When the word "impl" shows up in a line of the records below, copy that line.

━━━━━━━━━━━━━━━━

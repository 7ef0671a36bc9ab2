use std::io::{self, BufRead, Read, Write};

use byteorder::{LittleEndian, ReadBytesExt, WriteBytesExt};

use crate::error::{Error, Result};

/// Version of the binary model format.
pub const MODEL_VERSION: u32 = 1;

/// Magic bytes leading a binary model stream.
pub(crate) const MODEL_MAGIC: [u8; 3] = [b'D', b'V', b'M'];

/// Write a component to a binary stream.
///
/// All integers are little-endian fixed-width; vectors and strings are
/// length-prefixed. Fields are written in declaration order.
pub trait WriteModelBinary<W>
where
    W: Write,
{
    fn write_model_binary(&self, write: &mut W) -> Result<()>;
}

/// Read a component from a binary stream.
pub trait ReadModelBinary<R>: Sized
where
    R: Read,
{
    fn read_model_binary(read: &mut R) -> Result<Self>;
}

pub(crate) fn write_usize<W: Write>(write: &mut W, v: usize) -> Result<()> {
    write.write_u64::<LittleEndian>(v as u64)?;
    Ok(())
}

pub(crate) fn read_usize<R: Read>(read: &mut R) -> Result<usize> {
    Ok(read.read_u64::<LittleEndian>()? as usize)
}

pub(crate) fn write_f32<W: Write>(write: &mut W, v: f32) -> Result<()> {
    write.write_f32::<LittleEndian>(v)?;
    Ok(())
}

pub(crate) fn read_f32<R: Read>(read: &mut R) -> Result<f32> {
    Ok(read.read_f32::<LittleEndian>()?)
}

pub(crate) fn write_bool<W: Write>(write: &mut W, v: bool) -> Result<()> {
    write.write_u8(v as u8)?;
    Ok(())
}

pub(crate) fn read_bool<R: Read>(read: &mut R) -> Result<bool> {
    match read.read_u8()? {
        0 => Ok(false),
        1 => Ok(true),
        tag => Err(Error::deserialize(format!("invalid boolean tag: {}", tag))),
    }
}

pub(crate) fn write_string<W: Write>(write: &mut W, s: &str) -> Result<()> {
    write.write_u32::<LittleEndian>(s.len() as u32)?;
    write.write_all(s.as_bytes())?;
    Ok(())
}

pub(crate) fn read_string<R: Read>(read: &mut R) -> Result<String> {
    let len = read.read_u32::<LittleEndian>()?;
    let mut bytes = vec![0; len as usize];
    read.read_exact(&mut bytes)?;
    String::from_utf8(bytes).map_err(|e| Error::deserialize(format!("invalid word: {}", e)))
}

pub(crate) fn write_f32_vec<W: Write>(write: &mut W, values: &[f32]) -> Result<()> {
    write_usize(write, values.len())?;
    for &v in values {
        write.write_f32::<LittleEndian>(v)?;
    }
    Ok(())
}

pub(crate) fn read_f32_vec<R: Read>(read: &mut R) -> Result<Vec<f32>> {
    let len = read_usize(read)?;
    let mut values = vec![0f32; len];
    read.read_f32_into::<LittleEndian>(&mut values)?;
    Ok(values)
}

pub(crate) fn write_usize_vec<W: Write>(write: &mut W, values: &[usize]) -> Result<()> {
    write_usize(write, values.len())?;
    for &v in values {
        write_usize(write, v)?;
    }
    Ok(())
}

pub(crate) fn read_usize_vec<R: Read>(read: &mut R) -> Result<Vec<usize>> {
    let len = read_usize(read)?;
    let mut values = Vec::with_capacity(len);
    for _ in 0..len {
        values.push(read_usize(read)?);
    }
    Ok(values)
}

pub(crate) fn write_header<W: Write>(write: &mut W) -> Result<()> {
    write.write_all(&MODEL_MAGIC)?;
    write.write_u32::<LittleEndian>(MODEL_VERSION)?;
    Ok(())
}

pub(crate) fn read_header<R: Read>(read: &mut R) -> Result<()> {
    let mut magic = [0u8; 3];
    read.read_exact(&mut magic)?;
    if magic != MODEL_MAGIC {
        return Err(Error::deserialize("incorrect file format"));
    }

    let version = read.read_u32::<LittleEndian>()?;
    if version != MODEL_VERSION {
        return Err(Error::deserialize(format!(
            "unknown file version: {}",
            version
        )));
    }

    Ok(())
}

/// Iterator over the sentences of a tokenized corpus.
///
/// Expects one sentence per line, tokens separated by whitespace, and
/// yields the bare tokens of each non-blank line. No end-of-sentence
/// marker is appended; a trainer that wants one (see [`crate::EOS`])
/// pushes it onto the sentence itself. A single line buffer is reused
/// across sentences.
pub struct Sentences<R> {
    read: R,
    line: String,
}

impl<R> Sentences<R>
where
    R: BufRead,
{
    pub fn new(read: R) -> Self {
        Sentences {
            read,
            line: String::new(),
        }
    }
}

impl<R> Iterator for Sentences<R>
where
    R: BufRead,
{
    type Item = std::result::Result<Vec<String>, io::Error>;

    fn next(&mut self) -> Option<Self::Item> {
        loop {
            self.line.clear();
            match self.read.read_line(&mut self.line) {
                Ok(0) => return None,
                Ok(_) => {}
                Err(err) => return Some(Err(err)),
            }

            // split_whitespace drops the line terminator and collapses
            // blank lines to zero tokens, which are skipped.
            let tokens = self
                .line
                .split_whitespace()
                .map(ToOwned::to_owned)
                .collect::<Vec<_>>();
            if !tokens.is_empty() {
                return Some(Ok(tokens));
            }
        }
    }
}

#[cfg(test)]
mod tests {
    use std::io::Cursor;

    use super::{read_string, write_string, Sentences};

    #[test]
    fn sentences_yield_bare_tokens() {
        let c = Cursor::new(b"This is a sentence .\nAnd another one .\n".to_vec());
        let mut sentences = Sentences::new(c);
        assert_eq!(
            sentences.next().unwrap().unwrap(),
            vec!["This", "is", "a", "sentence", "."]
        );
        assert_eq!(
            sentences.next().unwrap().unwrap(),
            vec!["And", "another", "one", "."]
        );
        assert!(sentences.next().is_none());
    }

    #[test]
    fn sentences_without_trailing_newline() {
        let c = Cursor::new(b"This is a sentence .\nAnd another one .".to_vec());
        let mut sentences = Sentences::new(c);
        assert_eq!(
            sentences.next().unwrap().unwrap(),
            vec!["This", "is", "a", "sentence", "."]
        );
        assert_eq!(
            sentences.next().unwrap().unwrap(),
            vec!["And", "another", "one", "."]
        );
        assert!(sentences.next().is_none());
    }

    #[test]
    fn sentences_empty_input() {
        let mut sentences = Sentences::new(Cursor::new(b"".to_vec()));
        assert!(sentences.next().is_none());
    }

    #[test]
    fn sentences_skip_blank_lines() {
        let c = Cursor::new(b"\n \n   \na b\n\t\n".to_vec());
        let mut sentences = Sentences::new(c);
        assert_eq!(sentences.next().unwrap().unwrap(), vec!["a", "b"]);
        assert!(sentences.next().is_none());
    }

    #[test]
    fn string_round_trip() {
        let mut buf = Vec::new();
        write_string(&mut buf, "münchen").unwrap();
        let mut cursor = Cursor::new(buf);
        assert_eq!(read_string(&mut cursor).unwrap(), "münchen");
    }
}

━━━━━━━━━━━━━━━━

* ANSWER BELOW *
impl<R> Sentences<R>
impl<R> Iterator for Sentences<R>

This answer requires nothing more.